What you are asked to do:
For the records below, output each line exactly as it appears, from the first through the line with "Ready to use".

Extracted data:

====

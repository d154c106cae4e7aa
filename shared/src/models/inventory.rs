//! Lab kit inventory and purchase order models

use std::collections::BTreeMap;

use chrono::{DateTime, NaiveDate, Utc};
use serde::{Deserialize, Serialize};
use uuid::Uuid;

use crate::types::DateRange;

/// Kit type tracked by a study
#[derive(Debug, Clone, PartialEq, Eq, Serialize, Deserialize)]
#[cfg_attr(feature = "sqlx", derive(sqlx::FromRow))]
pub struct KitTypeInfo {
    pub id: Uuid,
    pub name: String,
}

/// Lab kit lifecycle status
#[derive(Debug, Clone, Copy, PartialEq, Eq, Serialize, Deserialize)]
#[cfg_attr(feature = "sqlx", derive(sqlx::Type))]
#[cfg_attr(
    feature = "sqlx",
    sqlx(type_name = "lab_kit_status", rename_all = "snake_case")
)]
#[serde(rename_all = "snake_case")]
pub enum LabKitStatus {
    Available,
    Assigned,
    PendingShipment,
    Shipped,
    Delivered,
    Used,
    Expired,
    Destroyed,
    Archived,
}

/// Minimal view of a lab kit needed for supply counts
#[derive(Debug, Clone, Serialize, Deserialize)]
#[cfg_attr(feature = "sqlx", derive(sqlx::FromRow))]
pub struct LabKitRecord {
    pub id: Uuid,
    pub kit_type_id: Uuid,
    pub status: LabKitStatus,
    pub expiration_date: Option<NaiveDate>,
}

impl LabKitRecord {
    /// Ready to use on `today`
    pub fn is_available_on(&self, today: NaiveDate) -> bool {
        self.status == LabKitStatus::Available
            && self.expiration_date.map_or(true, |exp| exp >= today)
    }
}

/// Purchase order status
#[derive(Debug, Clone, Copy, PartialEq, Eq, Serialize, Deserialize)]
#[cfg_attr(feature = "sqlx", derive(sqlx::Type))]
#[cfg_attr(
    feature = "sqlx",
    sqlx(type_name = "lab_kit_order_status", rename_all = "snake_case")
)]
#[serde(rename_all = "snake_case")]
pub enum OrderStatus {
    Pending,
    Received,
    Cancelled,
}

/// Kit purchase order
#[derive(Debug, Clone, Serialize, Deserialize)]
#[cfg_attr(feature = "sqlx", derive(sqlx::FromRow))]
pub struct KitOrder {
    pub id: Uuid,
    pub kit_type_id: Uuid,
    pub quantity: i32,
    pub vendor: Option<String>,
    pub expected_arrival: Option<NaiveDate>,
    pub status: OrderStatus,
    pub created_at: DateTime<Utc>,
}

impl KitOrder {
    pub fn is_overdue_on(&self, today: NaiveDate) -> bool {
        self.expected_arrival.map_or(false, |eta| eta < today)
    }
}

/// Pending order as reported in a forecast
#[derive(Debug, Clone, PartialEq, Eq, Serialize, Deserialize)]
pub struct PendingOrderView {
    pub order_id: Uuid,
    pub kit_type_id: Uuid,
    pub quantity: i32,
    pub vendor: Option<String>,
    pub expected_arrival: Option<NaiveDate>,
    pub is_overdue: bool,
}

impl PendingOrderView {
    pub fn from_order(order: &KitOrder, today: NaiveDate) -> Self {
        Self {
            order_id: order.id,
            kit_type_id: order.kit_type_id,
            quantity: order.quantity.max(0),
            vendor: order.vendor.clone(),
            expected_arrival: order.expected_arrival,
            is_overdue: order.is_overdue_on(today),
        }
    }
}

/// Supply picture of one kit type
#[derive(Debug, Clone, Default, PartialEq, Eq, Serialize, Deserialize)]
pub struct InventoryState {
    pub kit_type_id: Uuid,
    pub kits_available: i32,
    pub kits_expiring_soon: i32,
    pub pending_order_quantity: i32,
    pub overdue_order_quantity: i32,
    pub pending_orders: Vec<PendingOrderView>,
}

impl InventoryState {
    fn new(kit_type_id: Uuid) -> Self {
        Self {
            kit_type_id,
            ..Default::default()
        }
    }
}

/// Aggregate kits and orders into per-kit-type supply as of `today`.
///
/// Kits past their expiration date are skipped even when the expiry sweep has
/// not marked them yet.
pub fn aggregate_inventory(
    kits: &[LabKitRecord],
    orders: &[KitOrder],
    today: NaiveDate,
    horizon_days: i32,
) -> BTreeMap<Uuid, InventoryState> {
    let window = DateRange::horizon(today, horizon_days.max(1));
    let mut state: BTreeMap<Uuid, InventoryState> = BTreeMap::new();

    for kit in kits.iter().filter(|k| k.is_available_on(today)) {
        let entry = state
            .entry(kit.kit_type_id)
            .or_insert_with(|| InventoryState::new(kit.kit_type_id));
        entry.kits_available = entry.kits_available.saturating_add(1);
        if kit.expiration_date.is_some_and(|exp| window.contains(exp)) {
            entry.kits_expiring_soon = entry.kits_expiring_soon.saturating_add(1);
        }
    }

    for order in orders.iter().filter(|o| o.status == OrderStatus::Pending) {
        let view = PendingOrderView::from_order(order, today);
        let entry = state
            .entry(order.kit_type_id)
            .or_insert_with(|| InventoryState::new(order.kit_type_id));
        entry.pending_order_quantity =
            entry.pending_order_quantity.saturating_add(view.quantity);
        if view.is_overdue {
            entry.overdue_order_quantity =
                entry.overdue_order_quantity.saturating_add(view.quantity);
        }
        entry.pending_orders.push(view);
    }

    state
}

#[cfg(test)]
mod tests {
    use super::*;

    fn date(y: i32, m: u32, d: u32) -> NaiveDate {
        NaiveDate::from_ymd_opt(y, m, d).unwrap()
    }

    fn kit(kit_type_id: Uuid, status: LabKitStatus, exp: Option<NaiveDate>) -> LabKitRecord {
        LabKitRecord {
            id: Uuid::new_v4(),
            kit_type_id,
            status,
            expiration_date: exp,
        }
    }

    fn order(kit_type_id: Uuid, qty: i32, eta: Option<NaiveDate>, status: OrderStatus) -> KitOrder {
        KitOrder {
            id: Uuid::new_v4(),
            kit_type_id,
            quantity: qty,
            vendor: None,
            expected_arrival: eta,
            status,
            created_at: Utc::now(),
        }
    }

    #[test]
    fn counts_only_available_unexpired_kits() {
        let kt = Uuid::new_v4();
        let today = date(2025, 6, 1);
        let kits = vec![
            kit(kt, LabKitStatus::Available, None),
            kit(kt, LabKitStatus::Available, Some(date(2025, 12, 1))),
            kit(kt, LabKitStatus::Available, Some(date(2025, 5, 31))),
            kit(kt, LabKitStatus::Assigned, None),
            kit(kt, LabKitStatus::Destroyed, None),
        ];

        let state = &aggregate_inventory(&kits, &[], today, 30)[&kt];
        assert_eq!(state.kits_available, 2);
        assert_eq!(state.kits_expiring_soon, 0);
    }

    #[test]
    fn expiring_soon_includes_today_and_window_end() {
        let kt = Uuid::new_v4();
        let today = date(2025, 6, 1);
        let kits = vec![
            kit(kt, LabKitStatus::Available, Some(today)),
            kit(kt, LabKitStatus::Available, Some(date(2025, 7, 1))),
            kit(kt, LabKitStatus::Available, Some(date(2025, 7, 2))),
        ];

        let state = &aggregate_inventory(&kits, &[], today, 30)[&kt];
        assert_eq!(state.kits_available, 3);
        assert_eq!(state.kits_expiring_soon, 2);
    }

    #[test]
    fn pending_orders_sum_and_flag_overdue() {
        let kt = Uuid::new_v4();
        let today = date(2025, 6, 1);
        let orders = vec![
            order(kt, 10, Some(date(2025, 5, 28)), OrderStatus::Pending),
            order(kt, 5, Some(date(2025, 6, 10)), OrderStatus::Pending),
            order(kt, 50, Some(date(2025, 5, 1)), OrderStatus::Received),
            order(kt, 7, None, OrderStatus::Cancelled),
        ];

        let state = &aggregate_inventory(&[], &orders, today, 30)[&kt];
        assert_eq!(state.pending_order_quantity, 15);
        assert_eq!(state.overdue_order_quantity, 10);
        assert_eq!(state.pending_orders.len(), 2);
        assert!(state.pending_orders.iter().any(|o| o.is_overdue));
    }
}
//! Route definitions for the Kitcast server

use axum::{
    middleware,
    routing::{get, post, put},
    Router,
};

use crate::{handlers, middleware::auth_middleware, AppState};

/// Create API routes
pub fn api_routes(state: AppState) -> Router<AppState> {
    Router::new()
        // Health check (public)
        .route("/health", get(handlers::health_check))
        // Protected routes - per-study inventory forecasting
        .nest("/studies/:study_id", study_routes(state))
}

/// Study-scoped routes (protected)
fn study_routes(state: AppState) -> Router<AppState> {
    Router::new()
        .route("/forecast", get(handlers::get_forecast))
        .route("/recommendations", get(handlers::list_recommendations))
        .route("/recommendations/recompute", post(handlers::recompute_recommendations))
        .route("/recommendations/:recommendation_id/act", post(handlers::act_on_recommendation))
        .route(
            "/recommendations/:recommendation_id/dismiss",
            post(handlers::dismiss_recommendation),
        )
        .route(
            "/recommendations/:recommendation_id/history",
            get(handlers::get_recommendation_history),
        )
        .route(
            "/inventory-settings",
            get(handlers::get_study_settings).put(handlers::update_study_settings),
        )
        .route("/inventory-settings/kit-types", get(handlers::list_kit_type_settings))
        .route(
            "/inventory-settings/kit-types/:kit_type_id",
            put(handlers::update_kit_type_settings),
        )
        .route("/inventory-settings/history", get(handlers::get_settings_history))
        .route("/pending-orders", get(handlers::list_pending_orders))
        .route("/lab-kits/sweep-expired", post(handlers::sweep_expired_kits))
        .route_layer(middleware::from_fn_with_state(state, auth_middleware))
}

====

Solution below:
repository d154c106cae4e7aa
filename shared/src/models/inventory.rs
//! Lab kit inventory and purchase order models

use std::collections::BTreeMap;

use chrono::{DateTime, NaiveDate, Utc};
use serde::{Deserialize, Serialize};
use uuid::Uuid;

use crate::types::DateRange;

/// Kit type tracked by a study
#[derive(Debug, Clone, PartialEq, Eq, Serialize, Deserialize)]
#[cfg_attr(feature = "sqlx", derive(sqlx::FromRow))]
pub struct KitTypeInfo {
    pub id: Uuid,
    pub name: String,
}

/// Lab kit lifecycle status
#[derive(Debug, Clone, Copy, PartialEq, Eq, Serialize, Deserialize)]
#[cfg_attr(feature = "sqlx", derive(sqlx::Type))]
#[cfg_attr(
    feature = "sqlx",
    sqlx(type_name = "lab_kit_status", rename_all = "snake_case")
)]
#[serde(rename_all = "snake_case")]
pub enum LabKitStatus {
    Available,
    Assigned,
    PendingShipment,
    Shipped,
    Delivered,
    Used,
    Expired,
    Destroyed,
    Archived,
}

/// Minimal view of a lab kit needed for supply counts
#[derive(Debug, Clone, Serialize, Deserialize)]
#[cfg_attr(feature = "sqlx", derive(sqlx::FromRow))]
pub struct LabKitRecord {
    pub id: Uuid,
    pub kit_type_id: Uuid,
    pub status: LabKitStatus,
    pub expiration_date: Option<NaiveDate>,
}

impl LabKitRecord {
    /// Ready to use on `today`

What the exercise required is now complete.